WHAT THIS TASK INVOLVES =
Scan the data below and pick out the lines containing the word "PromptTemplate".

Dataset excerpts:
○ ○ ○ ○ ○ ○ ○
//! Named prompt templates loaded from JSON

use crate::error::{Result, ResumeAnalyzerError};
use log::{debug, info};
use regex::{Captures, Regex};
use serde::{Deserialize, Serialize};
use std::collections::BTreeMap;
use std::path::Path;

pub const RESUME_ANALYSIS: &str = "resume_analysis";
pub const COMBINE_RESULTS: &str = "combine_results";

const DEFAULT_PROMPTS: &str = include_str!("../../prompts/default_prompts.json");

#[derive(Debug, Clone, PartialEq, Serialize, Deserialize)]
pub struct PromptTemplate {
    #[serde(default)]
    pub description: String,
    pub template: String,
}

/// Key -> template mapping. Placeholders are written `{name}`; `{{` and
/// `}}` render as literal braces.
#[derive(Debug, Clone)]
pub struct PromptStore {
    prompts: BTreeMap<String, PromptTemplate>,
    placeholder: Regex,
}

impl PromptStore {
    pub fn from_json(json: &str) -> Result<Self> {
        let prompts: BTreeMap<String, PromptTemplate> = serde_json::from_str(json)?;
        Ok(Self::from_map(prompts))
    }

    pub fn from_map(prompts: BTreeMap<String, PromptTemplate>) -> Self {
        let placeholder = Regex::new(r"\{\{|\}\}|\{([A-Za-z_][A-Za-z0-9_]*)\}")
            .expect("Invalid placeholder regex");
        Self { prompts, placeholder }
    }

    /// The templates shipped with the binary
    pub fn builtin() -> Result<Self> {
        Self::from_json(DEFAULT_PROMPTS)
    }

    /// Built-in templates, overlaid with the entries of `path` when given.
    pub fn load(path: Option<&Path>) -> Result<Self> {
        let mut store = Self::builtin()?;
        if let Some(path) = path {
            let content = std::fs::read_to_string(path).map_err(|e| {
                ResumeAnalyzerError::Configuration(format!(
                    "Failed to read prompts file '{}': {}",
                    path.display(),
                    e
                ))
            })?;
            let overrides: BTreeMap<String, PromptTemplate> = serde_json::from_str(&content)?;
            info!("Loaded {} prompt(s) from {}", overrides.len(), path.display());
            store.prompts.extend(overrides);
        }
        Ok(store)
    }

    pub fn get(&self, key: &str) -> Result<&PromptTemplate> {
        self.prompts
            .get(key)
            .ok_or_else(|| ResumeAnalyzerError::PromptNotFound(key.to_string()))
    }

    /// Render the template stored under `key` with the given values.
    pub fn get_prompt(&self, key: &str, vars: &[(&str, &str)]) -> Result<String> {
        let template = self.get(key)?;
        debug!("Rendering prompt '{}'", key);
        self.render(&template.template, vars)
    }

    pub fn render(&self, template: &str, vars: &[(&str, &str)]) -> Result<String> {
        let mut missing: Option<String> = None;

        let rendered = self.placeholder.replace_all(template, |caps: &Captures| {
            match caps.get(1) {
                Some(name) => match vars.iter().find(|(k, _)| *k == name.as_str()) {
                    Some((_, value)) => value.to_string(),
                    None => {
                        missing.get_or_insert_with(|| name.as_str().to_string());
                        String::new()
                    }
                },
                None if &caps[0] == "{{" => "{".to_string(),
                None => "}".to_string(),
            }
        });

        match missing {
            Some(name) => Err(ResumeAnalyzerError::PromptRender(format!(
                "no value supplied for placeholder '{{{}}}'",
                name
            ))),
            None => Ok(rendered.into_owned()),
        }
    }

    pub fn iter(&self) -> impl Iterator<Item = (&str, &PromptTemplate)> {
        self.prompts.iter().map(|(k, v)| (k.as_str(), v))
    }
}
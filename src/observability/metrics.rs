//! Pipeline metrics recorded through the `metrics` facade.
//!
//! Nothing here is required for correctness: when no recorder is installed
//! every call is a no-op. The CLI installs a Prometheus recorder and dumps the
//! rendered text at the end of a run.

use std::fmt;
use std::sync::OnceLock;

use metrics_exporter_prometheus::{PrometheusBuilder, PrometheusHandle};
use tracing::info;

use crate::error::{PipelineError, Result};

/// Enum representing all metric names used in the pipeline
#[derive(Debug, Clone, Copy, PartialEq, Eq, Hash)]
pub enum MetricName {
    // Loader
    LoaderFragmentsRead,
    LoaderRowsRead,

    // Cleaner
    CleanerRowsInput,
    CleanerRowsDroppedInvalidDate,
    CleanerRowsDroppedMissingKey,
    CleanerDuplicatesCollapsed,
    CleanerColumnsDropped,
    CleanerRowsOutput,

    // Merger
    MergerRowsOutput,
    MergerCellsZeroFilled,

    // Metric engine
    ScoringRowsScored,
    ScoringUndefinedBur,
    ScoringUndefinedFafiRate,
    ScoringDistrictsScored,

    // Writer
    WriterRowsWritten,
    WriterBytesWritten,

    // Whole run
    StageDuration,
    PipelineErrors,
}

impl MetricName {
    pub fn as_str(&self) -> &'static str {
        match self {
            MetricName::LoaderFragmentsRead => "uidai_loader_fragments_read_total",
            MetricName::LoaderRowsRead => "uidai_loader_rows_read_total",
            MetricName::CleanerRowsInput => "uidai_cleaner_rows_input_total",
            MetricName::CleanerRowsDroppedInvalidDate => {
                "uidai_cleaner_rows_dropped_invalid_date_total"
            }
            MetricName::CleanerRowsDroppedMissingKey => "uidai_cleaner_rows_dropped_missing_key_total",
            MetricName::CleanerDuplicatesCollapsed => "uidai_cleaner_duplicates_collapsed_total",
            MetricName::CleanerColumnsDropped => "uidai_cleaner_columns_dropped_total",
            MetricName::CleanerRowsOutput => "uidai_cleaner_rows_output_total",
            MetricName::MergerRowsOutput => "uidai_merger_rows_output_total",
            MetricName::MergerCellsZeroFilled => "uidai_merger_cells_zero_filled_total",
            MetricName::ScoringRowsScored => "uidai_scoring_rows_scored_total",
            MetricName::ScoringUndefinedBur => "uidai_scoring_undefined_bur_total",
            MetricName::ScoringUndefinedFafiRate => "uidai_scoring_undefined_fafi_rate_total",
            MetricName::ScoringDistrictsScored => "uidai_scoring_districts_scored_total",
            MetricName::WriterRowsWritten => "uidai_writer_rows_written_total",
            MetricName::WriterBytesWritten => "uidai_writer_bytes_written",
            MetricName::StageDuration => "uidai_stage_duration_seconds",
            MetricName::PipelineErrors => "uidai_pipeline_errors_total",
        }
    }

    pub fn all_metrics() -> impl Iterator<Item = MetricName> {
        use MetricName::*;
        [
            LoaderFragmentsRead,
            LoaderRowsRead,
            CleanerRowsInput,
            CleanerRowsDroppedInvalidDate,
            CleanerRowsDroppedMissingKey,
            CleanerDuplicatesCollapsed,
            CleanerColumnsDropped,
            CleanerRowsOutput,
            MergerRowsOutput,
            MergerCellsZeroFilled,
            ScoringRowsScored,
            ScoringUndefinedBur,
            ScoringUndefinedFafiRate,
            ScoringDistrictsScored,
            WriterRowsWritten,
            WriterBytesWritten,
            StageDuration,
            PipelineErrors,
        ]
        .into_iter()
    }

    /// Returns (stage, description)
    pub fn metadata(&self) -> (&'static str, &'static str) {
        match self {
            MetricName::LoaderFragmentsRead => ("loader", "CSV fragments read"),
            MetricName::LoaderRowsRead => ("loader", "Raw rows read from fragments"),
            MetricName::CleanerRowsInput => ("cleaner", "Raw rows entering the cleaner"),
            MetricName::CleanerRowsDroppedInvalidDate => {
                ("cleaner", "Rows dropped because the date could not be parsed")
            }
            MetricName::CleanerRowsDroppedMissingKey => {
                ("cleaner", "Rows dropped because a key field was empty")
            }
            MetricName::CleanerDuplicatesCollapsed => {
                ("cleaner", "Rows folded into an existing key by summation")
            }
            MetricName::CleanerColumnsDropped => ("cleaner", "Non-numeric columns discarded"),
            MetricName::CleanerRowsOutput => ("cleaner", "Distinct keys after cleaning"),
            MetricName::MergerRowsOutput => ("merger", "Rows in the merged table"),
            MetricName::MergerCellsZeroFilled => ("merger", "Cells zero-filled after the join"),
            MetricName::ScoringRowsScored => ("scoring", "Rows scored, by risk tier"),
            MetricName::ScoringUndefinedBur => ("scoring", "Rows with a zero BUR denominator"),
            MetricName::ScoringUndefinedFafiRate => {
                ("scoring", "Rows with a zero FAFI_rate denominator")
            }
            MetricName::ScoringDistrictsScored => ("scoring", "Districts scored"),
            MetricName::WriterRowsWritten => ("writer", "Rows written to output files"),
            MetricName::WriterBytesWritten => ("writer", "Size of each written file"),
            MetricName::StageDuration => ("pipeline", "Wall time per stage"),
            MetricName::PipelineErrors => ("pipeline", "Fatal pipeline errors, by kind"),
        }
    }
}

impl fmt::Display for MetricName {
    fn fmt(&self, f: &mut fmt::Formatter<'_>) -> fmt::Result {
        f.write_str(self.as_str())
    }
}

static METRICS_HANDLE: OnceLock<PrometheusHandle> = OnceLock::new();

/// Install the Prometheus recorder. Safe to call more than once; later calls
/// are ignored.
pub fn init() -> Result<()> {
    if METRICS_HANDLE.get().is_some() {
        return Ok(());
    }
    let handle = PrometheusBuilder::new()
        .install_recorder()
        .map_err(|e| PipelineError::Config(format!("Failed to install Prometheus recorder: {}", e)))?;

    for name in MetricName::all_metrics() {
        let (_, description) = name.metadata();
        match name {
            MetricName::StageDuration | MetricName::WriterBytesWritten => {
                ::metrics::describe_histogram!(name.as_str(), description)
            }
            _ => ::metrics::describe_counter!(name.as_str(), description),
        }
    }

    METRICS_HANDLE.set(handle).ok();
    info!("Metrics recorder installed");
    Ok(())
}

/// Render all recorded metrics in Prometheus text format
pub fn render() -> Option<String> {
    METRICS_HANDLE.get().map(|handle| handle.render())
}

/// Record the duration of a pipeline stage
pub fn stage_duration(stage: &'static str, secs: f64) {
    ::metrics::histogram!(MetricName::StageDuration.as_str(), "stage" => stage).record(secs);
}

/// Record a fatal pipeline error
pub fn pipeline_error(kind: &'static str) {
    ::metrics::counter!(MetricName::PipelineErrors.as_str(), "kind" => kind).increment(1);
}

// ============================================================================
// Loader Metrics
// ============================================================================

pub mod loader {
    use super::MetricName;

    pub fn fragment_read(dataset: &'static str, rows: usize) {
        ::metrics::counter!(MetricName::LoaderFragmentsRead.as_str(), "dataset" => dataset)
            .increment(1);
        ::metrics::counter!(MetricName::LoaderRowsRead.as_str(), "dataset" => dataset)
            .increment(rows as u64);
    }
}

// ============================================================================
// Cleaner Metrics
// ============================================================================

pub mod cleaner {
    use super::MetricName;
    use crate::pipeline::processing::clean::CleanStats;

    /// Record every counter of a finished cleaning pass
    pub fn record_stats(dataset: &'static str, stats: &CleanStats) {
        let pairs = [
            (MetricName::CleanerRowsInput, stats.input_rows),
            (MetricName::CleanerRowsDroppedInvalidDate, stats.dropped_invalid_date),
            (MetricName::CleanerRowsDroppedMissingKey, stats.dropped_missing_key),
            (MetricName::CleanerDuplicatesCollapsed, stats.duplicates_collapsed),
            (MetricName::CleanerColumnsDropped, stats.dropped_columns.len()),
            (MetricName::CleanerRowsOutput, stats.output_rows),
        ];
        for (name, value) in pairs {
            ::metrics::counter!(name.as_str(), "dataset" => dataset).increment(value as u64);
        }
    }
}

// ============================================================================
// Merger Metrics
// ============================================================================

pub mod merger {
    use super::MetricName;

    pub fn merged(rows: usize, zero_filled: usize) {
        ::metrics::counter!(MetricName::MergerRowsOutput.as_str()).increment(rows as u64);
        ::metrics::counter!(MetricName::MergerCellsZeroFilled.as_str())
            .increment(zero_filled as u64);
    }
}

// ============================================================================
// Scoring Metrics
// ============================================================================

pub mod scoring {
    use super::MetricName;

    pub fn row_scored(tier: &'static str) {
        ::metrics::counter!(MetricName::ScoringRowsScored.as_str(), "tier" => tier).increment(1);
    }

    pub fn undefined_bur() {
        ::metrics::counter!(MetricName::ScoringUndefinedBur.as_str()).increment(1);
    }

    pub fn undefined_fafi_rate() {
        ::metrics::counter!(MetricName::ScoringUndefinedFafiRate.as_str()).increment(1);
    }

    pub fn districts_scored(count: usize) {
        ::metrics::counter!(MetricName::ScoringDistrictsScored.as_str()).increment(count as u64);
    }
}

// ============================================================================
// Writer Metrics
// ============================================================================

pub mod writer {
    use super::MetricName;

    pub fn written(rows: usize, bytes: u64) {
        ::metrics::counter!(MetricName::WriterRowsWritten.as_str()).increment(rows as u64);
        ::metrics::histogram!(MetricName::WriterBytesWritten.as_str()).record(bytes as f64);
    }
}
pub mod config;
pub mod constants;
pub mod error;
pub mod logging;
pub mod observability;
pub mod pipeline;
pub mod types;

pub use config::Config;
pub use error::{PipelineError, Result};
pub use pipeline::processing::alerts::{compute_aflb_alerts, compute_urrdf_alerts, AlertsResponse};
pub use pipeline::processing::merge::MergedTable;
pub use pipeline::processing::scoring::{DistrictScore, RiskTier, ScoredTable};
pub use pipeline::storage::{write_csv, WriteSummary};
pub use pipeline::{Pipeline, PipelineOutput, PipelineResult};
pub use types::{DatasetKind, KeyTuple};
○ ○ ○ ○ ○ ○ ○
RESULT FOR THIS TASK =
pub struct PromptTemplate {
    prompts: BTreeMap<String, PromptTemplate>,
        let prompts: BTreeMap<String, PromptTemplate> = serde_json::from_str(json)?;
    pub fn from_map(prompts: BTreeMap<String, PromptTemplate>) -> Self {
            let overrides: BTreeMap<String, PromptTemplate> = serde_json::from_str(&content)?;
    pub fn get(&self, key: &str) -> Result<&PromptTemplate> {
    pub fn iter(&self) -> impl Iterator<Item = (&str, &PromptTemplate)> {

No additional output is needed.